▶ _EXERCISE_: Look through the material below for "false". Copy every line that contains it.

▶ _RECORDED INFORMATION_:
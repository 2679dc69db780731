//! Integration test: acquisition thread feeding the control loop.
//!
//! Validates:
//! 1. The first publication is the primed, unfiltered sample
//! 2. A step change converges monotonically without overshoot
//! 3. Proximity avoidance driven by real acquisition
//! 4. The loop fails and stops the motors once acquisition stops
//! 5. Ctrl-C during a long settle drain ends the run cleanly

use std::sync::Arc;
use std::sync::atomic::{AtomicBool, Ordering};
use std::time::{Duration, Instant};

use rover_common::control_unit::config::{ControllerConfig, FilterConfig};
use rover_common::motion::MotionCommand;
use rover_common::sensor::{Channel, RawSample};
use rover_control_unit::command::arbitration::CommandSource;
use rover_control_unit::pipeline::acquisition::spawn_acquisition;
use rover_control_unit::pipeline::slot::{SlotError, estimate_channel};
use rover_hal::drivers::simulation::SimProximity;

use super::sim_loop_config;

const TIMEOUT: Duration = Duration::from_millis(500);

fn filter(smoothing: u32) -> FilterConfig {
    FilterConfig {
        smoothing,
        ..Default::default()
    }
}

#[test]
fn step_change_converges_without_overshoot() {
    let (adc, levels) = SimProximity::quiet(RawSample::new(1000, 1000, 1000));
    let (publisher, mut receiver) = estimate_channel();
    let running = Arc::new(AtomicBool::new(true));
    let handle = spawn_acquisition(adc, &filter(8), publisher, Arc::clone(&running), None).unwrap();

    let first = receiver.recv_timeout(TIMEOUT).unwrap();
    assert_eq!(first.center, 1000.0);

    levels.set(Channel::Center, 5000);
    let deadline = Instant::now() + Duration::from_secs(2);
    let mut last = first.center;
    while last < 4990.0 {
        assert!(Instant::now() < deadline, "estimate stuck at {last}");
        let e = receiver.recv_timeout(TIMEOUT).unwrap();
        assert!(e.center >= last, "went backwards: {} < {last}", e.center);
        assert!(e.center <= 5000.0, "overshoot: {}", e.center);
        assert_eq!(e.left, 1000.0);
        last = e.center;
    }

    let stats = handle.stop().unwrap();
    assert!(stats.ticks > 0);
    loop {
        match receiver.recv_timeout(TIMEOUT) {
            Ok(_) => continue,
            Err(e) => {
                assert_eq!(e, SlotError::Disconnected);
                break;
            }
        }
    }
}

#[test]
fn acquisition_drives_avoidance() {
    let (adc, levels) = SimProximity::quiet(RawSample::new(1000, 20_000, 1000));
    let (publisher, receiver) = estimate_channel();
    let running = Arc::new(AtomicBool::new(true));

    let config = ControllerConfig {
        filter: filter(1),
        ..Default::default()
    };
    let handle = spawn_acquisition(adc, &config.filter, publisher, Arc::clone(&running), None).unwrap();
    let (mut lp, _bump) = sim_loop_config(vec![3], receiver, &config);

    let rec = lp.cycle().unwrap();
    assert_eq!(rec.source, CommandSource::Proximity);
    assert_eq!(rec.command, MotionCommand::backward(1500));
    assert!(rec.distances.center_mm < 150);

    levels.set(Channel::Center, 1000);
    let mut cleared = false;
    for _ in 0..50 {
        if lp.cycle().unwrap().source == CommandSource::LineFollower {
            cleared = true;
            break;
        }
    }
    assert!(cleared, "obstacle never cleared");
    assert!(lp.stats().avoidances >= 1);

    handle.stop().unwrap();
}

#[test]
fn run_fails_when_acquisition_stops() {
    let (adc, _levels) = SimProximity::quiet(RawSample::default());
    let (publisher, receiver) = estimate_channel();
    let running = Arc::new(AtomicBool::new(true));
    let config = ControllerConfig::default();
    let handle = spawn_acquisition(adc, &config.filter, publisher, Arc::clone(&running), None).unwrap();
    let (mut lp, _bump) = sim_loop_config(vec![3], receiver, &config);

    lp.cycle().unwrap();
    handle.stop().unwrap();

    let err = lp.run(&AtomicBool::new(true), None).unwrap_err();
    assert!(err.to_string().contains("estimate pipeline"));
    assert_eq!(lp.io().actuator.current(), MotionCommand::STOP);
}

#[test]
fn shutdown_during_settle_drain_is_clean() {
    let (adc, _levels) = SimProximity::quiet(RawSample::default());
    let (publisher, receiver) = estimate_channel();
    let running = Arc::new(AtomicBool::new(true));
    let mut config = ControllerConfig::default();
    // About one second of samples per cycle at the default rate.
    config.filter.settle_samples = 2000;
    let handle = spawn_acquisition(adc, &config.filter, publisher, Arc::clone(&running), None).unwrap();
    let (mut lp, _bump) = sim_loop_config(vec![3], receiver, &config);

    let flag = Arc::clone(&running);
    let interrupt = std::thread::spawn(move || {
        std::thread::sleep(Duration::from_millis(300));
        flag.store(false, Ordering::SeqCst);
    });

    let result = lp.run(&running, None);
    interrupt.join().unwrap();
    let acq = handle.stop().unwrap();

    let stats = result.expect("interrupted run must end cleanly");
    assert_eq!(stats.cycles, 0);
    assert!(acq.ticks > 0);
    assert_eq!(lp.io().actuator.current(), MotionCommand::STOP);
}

▶ _ANSWER SPACE_:
    let mut cleared = false;
        flag.store(false, Ordering::SeqCst);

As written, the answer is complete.